[[ ENTRIES PROVIDED, beginning ]]
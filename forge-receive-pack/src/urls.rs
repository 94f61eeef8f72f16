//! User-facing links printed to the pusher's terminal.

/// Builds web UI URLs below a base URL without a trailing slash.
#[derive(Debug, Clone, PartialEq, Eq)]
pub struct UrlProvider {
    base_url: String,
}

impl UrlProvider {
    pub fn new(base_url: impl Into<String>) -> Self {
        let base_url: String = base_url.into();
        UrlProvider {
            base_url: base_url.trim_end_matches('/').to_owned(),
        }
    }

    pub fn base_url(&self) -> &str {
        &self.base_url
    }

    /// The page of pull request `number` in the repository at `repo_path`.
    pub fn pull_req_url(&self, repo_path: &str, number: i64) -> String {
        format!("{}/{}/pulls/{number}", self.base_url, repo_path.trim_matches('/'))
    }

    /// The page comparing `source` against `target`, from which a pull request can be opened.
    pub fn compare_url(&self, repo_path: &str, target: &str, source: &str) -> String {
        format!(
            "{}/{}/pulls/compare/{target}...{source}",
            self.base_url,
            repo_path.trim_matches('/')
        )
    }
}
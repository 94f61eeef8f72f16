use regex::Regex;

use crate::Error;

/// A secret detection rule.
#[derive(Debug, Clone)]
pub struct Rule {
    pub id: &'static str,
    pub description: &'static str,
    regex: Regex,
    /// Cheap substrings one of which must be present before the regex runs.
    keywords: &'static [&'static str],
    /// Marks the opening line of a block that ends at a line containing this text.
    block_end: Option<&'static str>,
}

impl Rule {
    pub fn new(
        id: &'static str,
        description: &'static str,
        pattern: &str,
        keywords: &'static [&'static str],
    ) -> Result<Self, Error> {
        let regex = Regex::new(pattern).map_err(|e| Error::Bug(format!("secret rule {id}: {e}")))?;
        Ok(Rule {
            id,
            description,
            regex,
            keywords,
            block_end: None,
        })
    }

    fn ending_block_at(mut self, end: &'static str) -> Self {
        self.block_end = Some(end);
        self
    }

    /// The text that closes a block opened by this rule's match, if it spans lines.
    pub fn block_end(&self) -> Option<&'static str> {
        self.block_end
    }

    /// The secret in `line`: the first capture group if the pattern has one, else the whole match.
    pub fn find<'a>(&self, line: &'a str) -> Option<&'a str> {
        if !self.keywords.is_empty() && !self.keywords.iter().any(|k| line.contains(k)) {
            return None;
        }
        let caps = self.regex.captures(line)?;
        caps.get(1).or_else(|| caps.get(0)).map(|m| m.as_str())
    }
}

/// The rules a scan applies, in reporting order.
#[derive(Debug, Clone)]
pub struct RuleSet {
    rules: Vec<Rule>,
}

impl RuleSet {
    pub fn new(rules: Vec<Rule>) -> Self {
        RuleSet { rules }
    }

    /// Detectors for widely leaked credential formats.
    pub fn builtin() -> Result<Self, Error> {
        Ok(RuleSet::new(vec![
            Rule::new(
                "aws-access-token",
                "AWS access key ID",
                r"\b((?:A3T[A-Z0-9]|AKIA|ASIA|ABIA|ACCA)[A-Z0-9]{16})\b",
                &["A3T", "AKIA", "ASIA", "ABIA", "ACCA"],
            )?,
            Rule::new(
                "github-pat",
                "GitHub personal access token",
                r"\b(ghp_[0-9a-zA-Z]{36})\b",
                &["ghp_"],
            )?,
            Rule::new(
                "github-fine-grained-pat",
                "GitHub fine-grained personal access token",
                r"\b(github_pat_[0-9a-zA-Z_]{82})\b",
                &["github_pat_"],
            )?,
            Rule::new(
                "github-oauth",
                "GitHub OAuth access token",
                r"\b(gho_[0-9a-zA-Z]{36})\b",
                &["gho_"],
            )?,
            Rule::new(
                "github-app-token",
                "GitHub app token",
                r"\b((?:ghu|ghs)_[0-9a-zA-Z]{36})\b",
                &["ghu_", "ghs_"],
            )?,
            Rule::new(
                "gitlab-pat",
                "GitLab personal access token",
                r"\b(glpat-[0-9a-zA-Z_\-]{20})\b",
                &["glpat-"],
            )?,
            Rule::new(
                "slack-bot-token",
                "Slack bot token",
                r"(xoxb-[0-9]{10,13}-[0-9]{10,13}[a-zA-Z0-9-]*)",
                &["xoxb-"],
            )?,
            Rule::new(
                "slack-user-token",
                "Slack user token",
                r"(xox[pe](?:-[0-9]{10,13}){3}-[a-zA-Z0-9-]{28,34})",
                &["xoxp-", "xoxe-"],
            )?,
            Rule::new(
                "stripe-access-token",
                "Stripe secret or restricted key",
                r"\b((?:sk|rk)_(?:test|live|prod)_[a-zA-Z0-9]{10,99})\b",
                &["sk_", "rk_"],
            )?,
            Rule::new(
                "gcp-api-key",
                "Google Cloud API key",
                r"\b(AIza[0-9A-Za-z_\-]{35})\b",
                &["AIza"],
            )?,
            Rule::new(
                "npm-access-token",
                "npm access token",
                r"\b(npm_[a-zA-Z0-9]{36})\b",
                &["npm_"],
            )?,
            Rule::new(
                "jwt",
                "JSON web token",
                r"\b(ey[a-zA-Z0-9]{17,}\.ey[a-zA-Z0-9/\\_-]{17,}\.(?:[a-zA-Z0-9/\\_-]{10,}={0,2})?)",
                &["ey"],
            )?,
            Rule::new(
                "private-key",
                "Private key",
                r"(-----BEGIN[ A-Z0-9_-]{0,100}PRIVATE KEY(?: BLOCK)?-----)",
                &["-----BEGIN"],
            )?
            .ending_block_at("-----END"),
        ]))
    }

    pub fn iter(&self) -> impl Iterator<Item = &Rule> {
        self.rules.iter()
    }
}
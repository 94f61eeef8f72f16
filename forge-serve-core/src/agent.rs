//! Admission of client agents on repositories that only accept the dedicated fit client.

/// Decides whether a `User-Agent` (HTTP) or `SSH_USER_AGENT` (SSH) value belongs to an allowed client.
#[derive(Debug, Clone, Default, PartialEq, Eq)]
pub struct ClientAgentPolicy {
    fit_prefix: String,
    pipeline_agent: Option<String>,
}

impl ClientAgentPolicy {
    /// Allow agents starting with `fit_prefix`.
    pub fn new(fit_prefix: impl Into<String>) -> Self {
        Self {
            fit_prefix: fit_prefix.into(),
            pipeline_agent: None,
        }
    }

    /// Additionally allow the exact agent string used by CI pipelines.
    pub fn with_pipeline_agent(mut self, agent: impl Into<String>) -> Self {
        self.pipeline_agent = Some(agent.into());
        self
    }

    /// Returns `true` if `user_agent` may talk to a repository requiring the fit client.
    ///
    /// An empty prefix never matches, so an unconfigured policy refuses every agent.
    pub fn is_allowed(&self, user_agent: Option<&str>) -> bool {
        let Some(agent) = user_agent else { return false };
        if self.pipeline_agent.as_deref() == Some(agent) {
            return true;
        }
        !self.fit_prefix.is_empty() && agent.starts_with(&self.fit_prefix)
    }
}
[[ ENTRIES PROVIDED, end ]]
● **PROMPT**: The records above must be retyped in full, exactly.

● **SOLUTION TO THE EXERCISE**:
filename forge-receive-pack/src/urls.rs
repository 94f61eeef8f72f16
//! User-facing links printed to the pusher's terminal.

/// Builds web UI URLs below a base URL without a trailing slash.
#[derive(Debug, Clone, PartialEq, Eq)]
pub struct UrlProvider {
    base_url: String,
}

impl UrlProvider {
    pub fn new(base_url: impl Into<String>) -> Self {
        let base_url: String = base_url.into();
        UrlProvider {
            base_url: base_url.trim_end_matches('/').to_owned(),
        }
    }

    pub fn base_url(&self) -> &str {
        &self.base_url
    }

    /// The page of pull request `number` in the repository at `repo_path`.
    pub fn pull_req_url(&self, repo_path: &str, number: i64) -> String {
        format!("{}/{}/pulls/{number}", self.base_url, repo_path.trim_matches('/'))
    }

    /// The page comparing `source` against `target`, from which a pull request can be opened.
    pub fn compare_url(&self, repo_path: &str, target: &str, source: &str) -> String {
        format!(
            "{}/{}/pulls/compare/{target}...{source}",
            self.base_url,
            repo_path.trim_matches('/')
        )
    }
}
repository 94f61eeef8f72f16
use regex::Regex;

use crate::Error;

/// A secret detection rule.
#[derive(Debug, Clone)]
pub struct Rule {
    pub id: &'static str,
    pub description: &'static str,
    regex: Regex,
    /// Cheap substrings one of which must be present before the regex runs.
    keywords: &'static [&'static str],
    /// Marks the opening line of a block that ends at a line containing this text.
    block_end: Option<&'static str>,
}

impl Rule {
    pub fn new(
        id: &'static str,
        description: &'static str,
        pattern: &str,
        keywords: &'static [&'static str],
    ) -> Result<Self, Error> {
        let regex = Regex::new(pattern).map_err(|e| Error::Bug(format!("secret rule {id}: {e}")))?;
        Ok(Rule {
            id,
            description,
            regex,
            keywords,
            block_end: None,
        })
    }

    fn ending_block_at(mut self, end: &'static str) -> Self {
        self.block_end = Some(end);
        self
    }

    /// The text that closes a block opened by this rule's match, if it spans lines.
    pub fn block_end(&self) -> Option<&'static str> {
        self.block_end
    }

    /// The secret in `line`: the first capture group if the pattern has one, else the whole match.
    pub fn find<'a>(&self, line: &'a str) -> Option<&'a str> {
        if !self.keywords.is_empty() && !self.keywords.iter().any(|k| line.contains(k)) {
            return None;
        }
        let caps = self.regex.captures(line)?;
        caps.get(1).or_else(|| caps.get(0)).map(|m| m.as_str())
    }
}

/// The rules a scan applies, in reporting order.
#[derive(Debug, Clone)]
pub struct RuleSet {
    rules: Vec<Rule>,
}

impl RuleSet {
    pub fn new(rules: Vec<Rule>) -> Self {
        RuleSet { rules }
    }

    /// Detectors for widely leaked credential formats.
    pub fn builtin() -> Result<Self, Error> {
        Ok(RuleSet::new(vec![
            Rule::new(
                "aws-access-token",
                "AWS access key ID",
                r"\b((?:A3T[A-Z0-9]|AKIA|ASIA|ABIA|ACCA)[A-Z0-9]{16})\b",
                &["A3T", "AKIA", "ASIA", "ABIA", "ACCA"],
            )?,
            Rule::new(
                "github-pat",
                "GitHub personal access token",
                r"\b(ghp_[0-9a-zA-Z]{36})\b",
                &["ghp_"],
            )?,
            Rule::new(
                "github-fine-grained-pat",
                "GitHub fine-grained personal access token",
                r"\b(github_pat_[0-9a-zA-Z_]{82})\b",
                &["github_pat_"],
            )?,
            Rule::new(
                "github-oauth",
                "GitHub OAuth access token",
                r"\b(gho_[0-9a-zA-Z]{36})\b",
                &["gho_"],
            )?,
            Rule::new(
                "github-app-token",
                "GitHub app token",
                r"\b((?:ghu|ghs)_[0-9a-zA-Z]{36})\b",
                &["ghu_", "ghs_"],
            )?,
            Rule::new(
                "gitlab-pat",
                "GitLab personal access token",
                r"\b(glpat-[0-9a-zA-Z_\-]{20})\b",
                &["glpat-"],
            )?,
            Rule::new(
                "slack-bot-token",
                "Slack bot token",
                r"(xoxb-[0-9]{10,13}-[0-9]{10,13}[a-zA-Z0-9-]*)",
                &["xoxb-"],
            )?,
            Rule::new(
                "slack-user-token",
                "Slack user token",
                r"(xox[pe](?:-[0-9]{10,13}){3}-[a-zA-Z0-9-]{28,34})",
                &["xoxp-", "xoxe-"],
            )?,
            Rule::new(
                "stripe-access-token",
                "Stripe secret or restricted key",
                r"\b((?:sk|rk)_(?:test|live|prod)_[a-zA-Z0-9]{10,99})\b",
                &["sk_", "rk_"],
            )?,
            Rule::new(
                "gcp-api-key",
                "Google Cloud API key",
                r"\b(AIza[0-9A-Za-z_\-]{35})\b",
                &["AIza"],
            )?,
            Rule::new(
                "npm-access-token",
                "npm access token",
                r"\b(npm_[a-zA-Z0-9]{36})\b",
                &["npm_"],
            )?,
            Rule::new(
                "jwt",
                "JSON web token",
                r"\b(ey[a-zA-Z0-9]{17,}\.ey[a-zA-Z0-9/\\_-]{17,}\.(?:[a-zA-Z0-9/\\_-]{10,}={0,2})?)",
                &["ey"],
            )?,
            Rule::new(
                "private-key",
                "Private key",
                r"(-----BEGIN[ A-Z0-9_-]{0,100}PRIVATE KEY(?: BLOCK)?-----)",
                &["-----BEGIN"],
            )?
            .ending_block_at("-----END"),
        ]))
    }

    pub fn iter(&self) -> impl Iterator<Item = &Rule> {
        self.rules.iter()
    }
}
repository 94f61eeef8f72f16
filename forge-serve-core/src/agent.rs
//! Admission of client agents on repositories that only accept the dedicated fit client.

/// Decides whether a `User-Agent` (HTTP) or `SSH_USER_AGENT` (SSH) value belongs to an allowed client.
#[derive(Debug, Clone, Default, PartialEq, Eq)]
pub struct ClientAgentPolicy {
    fit_prefix: String,
    pipeline_agent: Option<String>,
}

impl ClientAgentPolicy {
    /// Allow agents starting with `fit_prefix`.
    pub fn new(fit_prefix: impl Into<String>) -> Self {
        Self {
            fit_prefix: fit_prefix.into(),
            pipeline_agent: None,
        }
    }

    /// Additionally allow the exact agent string used by CI pipelines.
    pub fn with_pipeline_agent(mut self, agent: impl Into<String>) -> Self {
        self.pipeline_agent = Some(agent.into());
        self
    }

    /// Returns `true` if `user_agent` may talk to a repository requiring the fit client.
    ///
    /// An empty prefix never matches, so an unconfigured policy refuses every agent.
    pub fn is_allowed(&self, user_agent: Option<&str>) -> bool {
        let Some(agent) = user_agent else { return false };
        if self.pipeline_agent.as_deref() == Some(agent) {
            return true;
        }
        !self.fit_prefix.is_empty() && agent.starts_with(&self.fit_prefix)
    }
}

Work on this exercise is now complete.